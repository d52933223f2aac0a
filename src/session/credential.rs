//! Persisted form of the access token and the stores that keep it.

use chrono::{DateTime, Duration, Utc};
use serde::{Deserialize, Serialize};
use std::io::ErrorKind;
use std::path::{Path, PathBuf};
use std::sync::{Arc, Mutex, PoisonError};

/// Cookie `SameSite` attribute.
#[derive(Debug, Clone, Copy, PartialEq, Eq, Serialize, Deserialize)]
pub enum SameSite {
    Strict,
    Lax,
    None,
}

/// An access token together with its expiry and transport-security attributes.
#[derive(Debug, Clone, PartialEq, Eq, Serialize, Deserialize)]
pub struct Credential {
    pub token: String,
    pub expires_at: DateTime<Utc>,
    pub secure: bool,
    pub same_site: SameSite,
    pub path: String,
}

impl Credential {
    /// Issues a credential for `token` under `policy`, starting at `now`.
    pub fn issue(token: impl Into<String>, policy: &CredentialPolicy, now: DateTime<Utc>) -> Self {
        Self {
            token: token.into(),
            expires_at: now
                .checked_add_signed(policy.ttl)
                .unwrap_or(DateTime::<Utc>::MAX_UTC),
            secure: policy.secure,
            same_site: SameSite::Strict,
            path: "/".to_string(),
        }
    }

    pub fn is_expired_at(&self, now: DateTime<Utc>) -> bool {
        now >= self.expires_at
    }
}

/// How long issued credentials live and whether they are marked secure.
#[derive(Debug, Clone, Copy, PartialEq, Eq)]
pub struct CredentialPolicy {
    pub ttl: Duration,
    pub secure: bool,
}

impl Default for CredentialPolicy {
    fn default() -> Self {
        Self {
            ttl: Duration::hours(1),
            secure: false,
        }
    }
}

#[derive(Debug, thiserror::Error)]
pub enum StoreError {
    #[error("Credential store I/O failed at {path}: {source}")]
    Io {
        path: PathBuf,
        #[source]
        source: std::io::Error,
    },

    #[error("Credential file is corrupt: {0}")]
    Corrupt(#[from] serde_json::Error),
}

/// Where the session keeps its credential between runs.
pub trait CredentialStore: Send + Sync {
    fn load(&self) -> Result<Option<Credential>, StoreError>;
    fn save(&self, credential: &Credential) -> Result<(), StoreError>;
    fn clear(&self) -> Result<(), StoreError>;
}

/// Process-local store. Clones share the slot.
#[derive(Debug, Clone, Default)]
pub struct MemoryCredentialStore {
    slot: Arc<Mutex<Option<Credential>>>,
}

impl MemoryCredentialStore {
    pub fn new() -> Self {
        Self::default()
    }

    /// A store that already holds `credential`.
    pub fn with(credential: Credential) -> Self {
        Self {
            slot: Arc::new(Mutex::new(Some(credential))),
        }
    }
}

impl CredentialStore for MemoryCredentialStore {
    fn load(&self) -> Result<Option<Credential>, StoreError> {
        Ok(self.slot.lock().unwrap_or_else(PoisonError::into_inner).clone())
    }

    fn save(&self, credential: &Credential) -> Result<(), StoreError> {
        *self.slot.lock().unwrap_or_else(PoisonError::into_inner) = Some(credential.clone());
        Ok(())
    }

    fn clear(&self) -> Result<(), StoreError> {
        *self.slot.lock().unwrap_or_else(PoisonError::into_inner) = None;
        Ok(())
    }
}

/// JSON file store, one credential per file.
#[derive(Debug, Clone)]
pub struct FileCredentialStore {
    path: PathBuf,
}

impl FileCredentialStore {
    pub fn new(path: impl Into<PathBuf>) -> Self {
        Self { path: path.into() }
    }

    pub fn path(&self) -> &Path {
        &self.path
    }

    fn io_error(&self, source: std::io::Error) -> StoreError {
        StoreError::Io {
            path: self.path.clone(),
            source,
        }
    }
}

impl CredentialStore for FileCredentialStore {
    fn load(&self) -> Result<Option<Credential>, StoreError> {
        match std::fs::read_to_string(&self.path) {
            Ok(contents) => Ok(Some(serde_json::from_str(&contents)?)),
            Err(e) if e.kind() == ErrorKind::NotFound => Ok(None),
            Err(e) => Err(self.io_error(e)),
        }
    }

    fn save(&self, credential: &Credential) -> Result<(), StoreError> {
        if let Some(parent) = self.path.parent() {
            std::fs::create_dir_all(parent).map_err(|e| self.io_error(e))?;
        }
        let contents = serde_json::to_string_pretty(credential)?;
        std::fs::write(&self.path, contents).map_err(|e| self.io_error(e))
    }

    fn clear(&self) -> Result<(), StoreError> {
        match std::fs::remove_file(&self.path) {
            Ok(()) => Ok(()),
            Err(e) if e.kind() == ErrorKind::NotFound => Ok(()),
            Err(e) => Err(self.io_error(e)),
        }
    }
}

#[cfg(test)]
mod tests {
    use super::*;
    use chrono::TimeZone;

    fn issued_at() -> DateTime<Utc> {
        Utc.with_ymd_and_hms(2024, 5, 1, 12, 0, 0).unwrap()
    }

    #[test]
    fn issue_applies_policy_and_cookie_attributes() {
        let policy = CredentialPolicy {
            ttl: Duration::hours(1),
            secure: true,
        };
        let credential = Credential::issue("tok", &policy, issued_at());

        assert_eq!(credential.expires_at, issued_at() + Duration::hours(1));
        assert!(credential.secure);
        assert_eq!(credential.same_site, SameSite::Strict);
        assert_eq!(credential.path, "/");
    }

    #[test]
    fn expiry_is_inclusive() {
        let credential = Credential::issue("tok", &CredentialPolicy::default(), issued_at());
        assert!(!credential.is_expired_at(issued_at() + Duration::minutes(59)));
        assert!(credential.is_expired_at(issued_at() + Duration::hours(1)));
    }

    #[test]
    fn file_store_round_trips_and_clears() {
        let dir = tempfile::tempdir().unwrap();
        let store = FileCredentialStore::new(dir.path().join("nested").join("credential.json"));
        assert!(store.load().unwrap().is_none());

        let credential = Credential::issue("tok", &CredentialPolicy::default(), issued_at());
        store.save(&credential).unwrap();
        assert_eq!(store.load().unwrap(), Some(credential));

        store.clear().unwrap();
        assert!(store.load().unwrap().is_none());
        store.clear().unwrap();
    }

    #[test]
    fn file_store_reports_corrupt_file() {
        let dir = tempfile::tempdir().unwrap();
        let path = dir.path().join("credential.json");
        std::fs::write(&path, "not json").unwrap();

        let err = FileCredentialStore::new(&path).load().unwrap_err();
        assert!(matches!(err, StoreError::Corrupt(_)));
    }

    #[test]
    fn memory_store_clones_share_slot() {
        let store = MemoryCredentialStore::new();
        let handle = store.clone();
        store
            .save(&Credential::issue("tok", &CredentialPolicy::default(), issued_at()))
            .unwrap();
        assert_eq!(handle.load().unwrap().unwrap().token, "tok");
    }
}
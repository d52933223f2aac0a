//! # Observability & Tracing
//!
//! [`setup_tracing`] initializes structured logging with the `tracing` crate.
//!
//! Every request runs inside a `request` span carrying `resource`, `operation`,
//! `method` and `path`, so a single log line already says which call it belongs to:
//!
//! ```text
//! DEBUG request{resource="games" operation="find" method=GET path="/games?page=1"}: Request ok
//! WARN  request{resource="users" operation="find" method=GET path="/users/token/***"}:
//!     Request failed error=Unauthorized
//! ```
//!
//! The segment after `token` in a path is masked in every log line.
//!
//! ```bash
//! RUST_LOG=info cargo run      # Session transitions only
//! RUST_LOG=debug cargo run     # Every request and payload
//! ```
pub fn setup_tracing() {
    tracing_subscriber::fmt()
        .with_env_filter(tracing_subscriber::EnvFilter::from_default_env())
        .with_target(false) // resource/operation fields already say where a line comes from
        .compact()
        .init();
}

+ + + +

** PROMPT **
Would you transcribe every entry exactly?

** SOLUTION **
repository d52933223f2aac0a
filename src/session/credential.rs
//! Persisted form of the access token and the stores that keep it.

use chrono::{DateTime, Duration, Utc};
use serde::{Deserialize, Serialize};
use std::io::ErrorKind;
use std::path::{Path, PathBuf};
use std::sync::{Arc, Mutex, PoisonError};

/// Cookie `SameSite` attribute.
#[derive(Debug, Clone, Copy, PartialEq, Eq, Serialize, Deserialize)]
pub enum SameSite {
    Strict,
    Lax,
    None,
}

/// An access token together with its expiry and transport-security attributes.
#[derive(Debug, Clone, PartialEq, Eq, Serialize, Deserialize)]
pub struct Credential {
    pub token: String,
    pub expires_at: DateTime<Utc>,
    pub secure: bool,
    pub same_site: SameSite,
    pub path: String,
}

impl Credential {
    /// Issues a credential for `token` under `policy`, starting at `now`.
    pub fn issue(token: impl Into<String>, policy: &CredentialPolicy, now: DateTime<Utc>) -> Self {
        Self {
            token: token.into(),
            expires_at: now
                .checked_add_signed(policy.ttl)
                .unwrap_or(DateTime::<Utc>::MAX_UTC),
            secure: policy.secure,
            same_site: SameSite::Strict,
            path: "/".to_string(),
        }
    }

    pub fn is_expired_at(&self, now: DateTime<Utc>) -> bool {
        now >= self.expires_at
    }
}

/// How long issued credentials live and whether they are marked secure.
#[derive(Debug, Clone, Copy, PartialEq, Eq)]
pub struct CredentialPolicy {
    pub ttl: Duration,
    pub secure: bool,
}

impl Default for CredentialPolicy {
    fn default() -> Self {
        Self {
            ttl: Duration::hours(1),
            secure: false,
        }
    }
}

#[derive(Debug, thiserror::Error)]
pub enum StoreError {
    #[error("Credential store I/O failed at {path}: {source}")]
    Io {
        path: PathBuf,
        #[source]
        source: std::io::Error,
    },

    #[error("Credential file is corrupt: {0}")]
    Corrupt(#[from] serde_json::Error),
}

/// Where the session keeps its credential between runs.
pub trait CredentialStore: Send + Sync {
    fn load(&self) -> Result<Option<Credential>, StoreError>;
    fn save(&self, credential: &Credential) -> Result<(), StoreError>;
    fn clear(&self) -> Result<(), StoreError>;
}

/// Process-local store. Clones share the slot.
#[derive(Debug, Clone, Default)]
pub struct MemoryCredentialStore {
    slot: Arc<Mutex<Option<Credential>>>,
}

impl MemoryCredentialStore {
    pub fn new() -> Self {
        Self::default()
    }

    /// A store that already holds `credential`.
    pub fn with(credential: Credential) -> Self {
        Self {
            slot: Arc::new(Mutex::new(Some(credential))),
        }
    }
}

impl CredentialStore for MemoryCredentialStore {
    fn load(&self) -> Result<Option<Credential>, StoreError> {
        Ok(self.slot.lock().unwrap_or_else(PoisonError::into_inner).clone())
    }

    fn save(&self, credential: &Credential) -> Result<(), StoreError> {
        *self.slot.lock().unwrap_or_else(PoisonError::into_inner) = Some(credential.clone());
        Ok(())
    }

    fn clear(&self) -> Result<(), StoreError> {
        *self.slot.lock().unwrap_or_else(PoisonError::into_inner) = None;
        Ok(())
    }
}

/// JSON file store, one credential per file.
#[derive(Debug, Clone)]
pub struct FileCredentialStore {
    path: PathBuf,
}

impl FileCredentialStore {
    pub fn new(path: impl Into<PathBuf>) -> Self {
        Self { path: path.into() }
    }

    pub fn path(&self) -> &Path {
        &self.path
    }

    fn io_error(&self, source: std::io::Error) -> StoreError {
        StoreError::Io {
            path: self.path.clone(),
            source,
        }
    }
}

impl CredentialStore for FileCredentialStore {
    fn load(&self) -> Result<Option<Credential>, StoreError> {
        match std::fs::read_to_string(&self.path) {
            Ok(contents) => Ok(Some(serde_json::from_str(&contents)?)),
            Err(e) if e.kind() == ErrorKind::NotFound => Ok(None),
            Err(e) => Err(self.io_error(e)),
        }
    }

    fn save(&self, credential: &Credential) -> Result<(), StoreError> {
        if let Some(parent) = self.path.parent() {
            std::fs::create_dir_all(parent).map_err(|e| self.io_error(e))?;
        }
        let contents = serde_json::to_string_pretty(credential)?;
        std::fs::write(&self.path, contents).map_err(|e| self.io_error(e))
    }

    fn clear(&self) -> Result<(), StoreError> {
        match std::fs::remove_file(&self.path) {
            Ok(()) => Ok(()),
            Err(e) if e.kind() == ErrorKind::NotFound => Ok(()),
            Err(e) => Err(self.io_error(e)),
        }
    }
}

#[cfg(test)]
mod tests {
    use super::*;
    use chrono::TimeZone;

    fn issued_at() -> DateTime<Utc> {
        Utc.with_ymd_and_hms(2024, 5, 1, 12, 0, 0).unwrap()
    }

    #[test]
    fn issue_applies_policy_and_cookie_attributes() {
        let policy = CredentialPolicy {
            ttl: Duration::hours(1),
            secure: true,
        };
        let credential = Credential::issue("tok", &policy, issued_at());

        assert_eq!(credential.expires_at, issued_at() + Duration::hours(1));
        assert!(credential.secure);
        assert_eq!(credential.same_site, SameSite::Strict);
        assert_eq!(credential.path, "/");
    }

    #[test]
    fn expiry_is_inclusive() {
        let credential = Credential::issue("tok", &CredentialPolicy::default(), issued_at());
        assert!(!credential.is_expired_at(issued_at() + Duration::minutes(59)));
        assert!(credential.is_expired_at(issued_at() + Duration::hours(1)));
    }

    #[test]
    fn file_store_round_trips_and_clears() {
        let dir = tempfile::tempdir().unwrap();
        let store = FileCredentialStore::new(dir.path().join("nested").join("credential.json"));
        assert!(store.load().unwrap().is_none());

        let credential = Credential::issue("tok", &CredentialPolicy::default(), issued_at());
        store.save(&credential).unwrap();
        assert_eq!(store.load().unwrap(), Some(credential));

        store.clear().unwrap();
        assert!(store.load().unwrap().is_none());
        store.clear().unwrap();
    }

    #[test]
    fn file_store_reports_corrupt_file() {
        let dir = tempfile::tempdir().unwrap();
        let path = dir.path().join("credential.json");
        std::fs::write(&path, "not json").unwrap();

        let err = FileCredentialStore::new(&path).load().unwrap_err();
        assert!(matches!(err, StoreError::Corrupt(_)));
    }

    #[test]
    fn memory_store_clones_share_slot() {
        let store = MemoryCredentialStore::new();
        let handle = store.clone();
        store
            .save(&Credential::issue("tok", &CredentialPolicy::default(), issued_at()))
            .unwrap();
        assert_eq!(handle.load().unwrap().unwrap().token, "tok");
    }
}
repository d52933223f2aac0a
//! # Observability & Tracing
//!
//! [`setup_tracing`] initializes structured logging with the `tracing` crate.
//!
//! Every request runs inside a `request` span carrying `resource`, `operation`,
//! `method` and `path`, so a single log line already says which call it belongs to:
//!
//! ```text
//! DEBUG request{resource="games" operation="find" method=GET path="/games?page=1"}: Request ok
//! WARN  request{resource="users" operation="find" method=GET path="/users/token/***"}:
//!     Request failed error=Unauthorized
//! ```
//!
//! The segment after `token` in a path is masked in every log line.
//!
//! ```bash
//! RUST_LOG=info cargo run      # Session transitions only
//! RUST_LOG=debug cargo run     # Every request and payload
//! ```
pub fn setup_tracing() {
    tracing_subscriber::fmt()
        .with_env_filter(tracing_subscriber::EnvFilter::from_default_env())
        .with_target(false) // resource/operation fields already say where a line comes from
        .compact()
        .init();
}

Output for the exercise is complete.